4 min read

Chicago Winter

The harder the conflict, the more glorious the triumph. What we obtain too cheap, we esteem too lightly: it is dearness only that gives every thing its value. Heaven knows how to put a proper price upon its goods.
- Thomas Paine

Chicago is a bipolar city. For six months, we hibernate. We endure. We struggle. And from Memorial Day til Labor Day, we celebrate making it through another winter. Festivals. Beer gardens. Movies in the park. Baseball. Beach volleyball. The lake front.

When I first moved to Chicago nine years ago, I hated the winter. Winter was painful for me. Physically painful. Emotionally painful.

I grew up in Indianapolis where you’re afforded more margin to not take the winter seriously. It’s a commuter culture – you get into your car that’s been sitting in a garage, drive to the plowed parking lot, and walk fifty feet to the front door of your office, grocery store, or Applebees.

In Chicago, you’re more exposed. Even if you drive, you probably parked overnight on the street, and you’re probably going to park a couple blocks from your destination and trudge through a quarter-mile of unshoveled sidewalks to get there. If you’re lucky, you’ve arranged your life so that you don’t have to drive much, but now you’re walking to the train and waiting for the bus and, for an hour every day, winter is actively trying to kill you.

I used to ride into work with Josh Golden, who started the web consultancy I worked at for shortly after moving to the city. And every single winter morning, I’d complain about the cold.

Josh grew up in Canada – a place where you have to take winter seriously. He told me that to get through the winter, you need two adjustments: an adjustment of gear, and an adjustment of attitude.

For the gear, I learned to treat getting dressed as putting on a suit of armor to go out to battle. Next to a good wife and mood stabilizers, long underwear is the third most important contributor to my general happiness during the winter.

So, you get yourself a heavy pair of gloves, and a hat that covers your ears. You layer up – long sleeve t-shirt, fleece or a sweater, and a well-insulated coat with a hood. Get a pair of waterproof boots, put on wicking socks, maybe two pair. You tie a scarf to protect your neck, and on the really cold days, you pull it over your mouth so you can still breath.

And then you go make winter your bitch.

In warm climates, it’s too easy to take shit for granted. But in single digit temperatures, six inches of snow, and blinding, breathtaking wind, going to the grocery store becomes a worthy accomplishment. If you can manage to leave the house, make it to work, and feed yourself in the middle of a Chicago February, that’s a day you can feel good about.

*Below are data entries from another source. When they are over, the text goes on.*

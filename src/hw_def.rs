use crate::types::{AcquisitionMode, Accuracy, Field, RawReading, ReplyError, SampleRate};

use crc::{Crc, CRC_8_NRSC_5};

#[cfg(feature = "defmt")]
use defmt::Format;
#[cfg(feature = "serde")]
use serde::{Deserialize, Serialize};

/// CRC-8, polynomial 0x31, init 0xFF, no reflection, no final xor
pub(crate) const CRC: Crc<u8> = Crc::<u8>::new(&CRC_8_NRSC_5);

/// Length of a temperature + humidity reply: two words, each followed by its checksum
pub const REPLY_LEN: usize = 6;
/// Length of a single word reply (status register)
pub const WORD_REPLY_LEN: usize = 3;

/// Minimum pause after break or reset before the next command is accepted
pub(crate) const COMMAND_RECOVERY_US: u32 = 1_000;
/// Soft reset duration
pub(crate) const SOFT_RESET_US: u32 = 1_500;

pub(crate) const STATUS_FIELD_LSBIT_ALERT_PENDING: u16 = 15;
pub(crate) const STATUS_FIELD_LSBIT_HEATER_ON: u16 = 13;
pub(crate) const STATUS_FIELD_LSBIT_RH_TRACKING_ALERT: u16 = 11;
pub(crate) const STATUS_FIELD_LSBIT_T_TRACKING_ALERT: u16 = 10;
pub(crate) const STATUS_FIELD_LSBIT_RESET_DETECTED: u16 = 4;
pub(crate) const STATUS_FIELD_LSBIT_COMMAND_FAILED: u16 = 1;
pub(crate) const STATUS_FIELD_LSBIT_WRITE_CHECKSUM_FAILED: u16 = 0;

/// I²C address, selected by the level of the ADDR pin
#[cfg_attr(feature = "defmt", derive(Format))]
#[cfg_attr(feature = "serde", derive(Serialize, Deserialize))]
#[derive(Clone, Copy, Debug, Default, Eq, PartialEq)]
pub enum I2cAddr {
    /// ADDR pin low (0x44)
    #[default]
    AddrLow,
    /// ADDR pin high (0x45)
    AddrHigh,
}
impl I2cAddr {
    /// Seven bit bus address
    pub fn as_u8(self) -> u8 {
        match self {
            Self::AddrLow => 0x44,
            Self::AddrHigh => 0x45,
        }
    }
}

/// 16-bit command codes understood by the SHT3x-DIS, sent MSB first
///
/// Single shot commands are the variants without clock stretching: the sensor NACKs read
/// headers until the conversion is done, which the driver reports as "not ready".
#[cfg_attr(feature = "defmt", derive(Format))]
#[derive(Clone, Copy, Debug, Eq, PartialEq)]
#[repr(u16)]
pub enum Command {
    /// single shot, high repeatability
    SingleShotHigh = 0x2400,
    /// single shot, medium repeatability
    SingleShotMedium = 0x240B,
    /// single shot, low repeatability
    SingleShotLow = 0x2416,
    /// periodic 0.5 mps, high repeatability
    Periodic0_5High = 0x2032,
    /// periodic 0.5 mps, medium repeatability
    Periodic0_5Medium = 0x2024,
    /// periodic 0.5 mps, low repeatability
    Periodic0_5Low = 0x202F,
    /// periodic 1 mps, high repeatability
    Periodic1High = 0x2130,
    /// periodic 1 mps, medium repeatability
    Periodic1Medium = 0x2126,
    /// periodic 1 mps, low repeatability
    Periodic1Low = 0x212D,
    /// periodic 4 mps, high repeatability
    Periodic4High = 0x2334,
    /// periodic 4 mps, medium repeatability
    Periodic4Medium = 0x2322,
    /// periodic 4 mps, low repeatability
    Periodic4Low = 0x2329,
    /// periodic 10 mps, high repeatability
    Periodic10High = 0x2737,
    /// periodic 10 mps, medium repeatability
    Periodic10Medium = 0x2721,
    /// periodic 10 mps, low repeatability
    Periodic10Low = 0x272A,
    /// fetch the latest periodic result
    FetchData = 0xE000,
    /// stop periodic acquisition
    Break = 0x3093,
    /// soft reset
    SoftReset = 0x30A2,
    /// heater on
    HeaterEnable = 0x306D,
    /// heater off
    HeaterDisable = 0x3066,
    /// read the status register
    ReadStatus = 0xF32D,
    /// clear the status register alert flags
    ClearStatus = 0x3041,
}
impl Command {
    /// Raw 16-bit command code
    pub fn code(self) -> u16 {
        self as u16
    }
    /// Command bytes in transmission order
    pub fn to_be_bytes(self) -> [u8; 2] {
        self.code().to_be_bytes()
    }
}

/// Command that starts an acquisition in the given mode
///
/// Single shot: the measurement trigger. Periodic: the periodic start command.
pub fn encode(mode: AcquisitionMode) -> Command {
    use Accuracy::*;
    use SampleRate::*;
    match mode {
        AcquisitionMode::SingleShot { accuracy } => match accuracy {
            High => Command::SingleShotHigh,
            Medium => Command::SingleShotMedium,
            Low => Command::SingleShotLow,
        },
        AcquisitionMode::Periodic { accuracy, rate } => match (rate, accuracy) {
            (Hz0_5, High) => Command::Periodic0_5High,
            (Hz0_5, Medium) => Command::Periodic0_5Medium,
            (Hz0_5, Low) => Command::Periodic0_5Low,
            (Hz1, High) => Command::Periodic1High,
            (Hz1, Medium) => Command::Periodic1Medium,
            (Hz1, Low) => Command::Periodic1Low,
            (Hz4, High) => Command::Periodic4High,
            (Hz4, Medium) => Command::Periodic4Medium,
            (Hz4, Low) => Command::Periodic4Low,
            (Hz10, High) => Command::Periodic10High,
            (Hz10, Medium) => Command::Periodic10Medium,
            (Hz10, Low) => Command::Periodic10Low,
        },
    }
}

/// Checksum of one data word as the sensor computes it
pub fn checksum(word: &[u8]) -> u8 {
    CRC.checksum(word)
}

fn checked_word(group: &[u8], field: Field) -> Result<u16, ReplyError> {
    let crc_expect = checksum(&group[0..2]);
    if group[2] != crc_expect {
        warn!("sht3x: crc mismatch on {:?}: read_crc={}, crc_expect={}", field, group[2], crc_expect);
        return Err(ReplyError::CrcMismatch(field));
    }
    Ok(u16::from_be_bytes([group[0], group[1]]))
}

/// Split and verify a temperature + humidity reply
pub fn decode(bytes: &[u8]) -> Result<RawReading, ReplyError> {
    if bytes.len() != REPLY_LEN {
        return Err(ReplyError::Malformed { len: bytes.len() });
    }
    let temperature = checked_word(&bytes[0..3], Field::Temperature)?;
    let humidity = checked_word(&bytes[3..6], Field::Humidity)?;
    Ok(RawReading { temperature, humidity })
}

/// Verify a single word reply
pub fn decode_word(bytes: &[u8], field: Field) -> Result<u16, ReplyError> {
    if bytes.len() != WORD_REPLY_LEN {
        return Err(ReplyError::Malformed { len: bytes.len() });
    }
    checked_word(bytes, field)
}

/// Raw temperature code to degrees centigrade
pub fn raw_temp_to_centigrade(raw: u16) -> f32 {
    -45.0 + 175.0 * (raw as f32 / 65535.0)
}

/// Raw temperature code to degrees fahrenheit
pub fn raw_temp_to_fahrenheit(raw: u16) -> f32 {
    -49.0 + 315.0 * (raw as f32 / 65535.0)
}

/// Raw humidity code to percent relative humidity
pub fn raw_rel_humid_to_percent(raw: u16) -> f32 {
    100.0 * (raw as f32 / 65535.0)
}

This has been a particularly tough winter. When it started, we’d look at the forecast and say, “Oh man, it’s going to get down to single digits next week…” Now, we just call those days “Wednesday,” and we’ve still got three more months to go.1

In his 2008 essay on Cities and Ambition, Paul Graham wrote:

Great cities attract ambitious people. You can sense it when you walk around one. In a hundred subtle ways, the city sends you a message: you could do more; you should try harder.
The surprising thing is how different these messages can be. New York tells you, above all: you should make more money… What I like about Boston (or rather Cambridge) is that the message there is: you should be smarter…
As much as they respect brains in Silicon Valley, the message the Valley sends is: you should be more powerful… The big thing in LA seems to be fame… In DC the message seems to be that the most important thing is who you know. At the moment, San Francisco’s message seems to be the same as Berkeley’s: you should live better.

Chicago was absent from Graham’s musings, but I propose that her message is: “You should earn it.”2

There will be a day soon in March or April when temperatures will rise to the low 50s. The sun will shine, the snow will melt. It won’t last – it will be just a glimpse of what’s to come later on in May or June. But on that day, Chicagoans will emerge onto the streets and strangers will high-five each other, rejoicing in the reprieve from their collective struggle. In San Francisco, it would be just another Wednesday.

We earn our summers here. Every sunny day above 70 is so much sweeter because of the frigid grayness that came before it. There is a cost of admission to be a citizen of this great city and Chicago knows how to put a proper price upon her goods.3

To borrow from JFK, we choose to live in Chicago not because it is easy, but because it is hard.

  1. NPR: Just How Bad is this Chicago Winter?
  2. This jives with Chicago’s tech scene which seems better suited for bootstrapping than for accepting large sums of money for revenueless webapps.
  3. Rachel and I moved this year and found that rent had jumped 20% in two years. I partially blame our recent mild winters and am hoping that this year’s brutality will stabilize rent via lowered demand. There are people who, because of this winter, will leave Chicago and never live here again.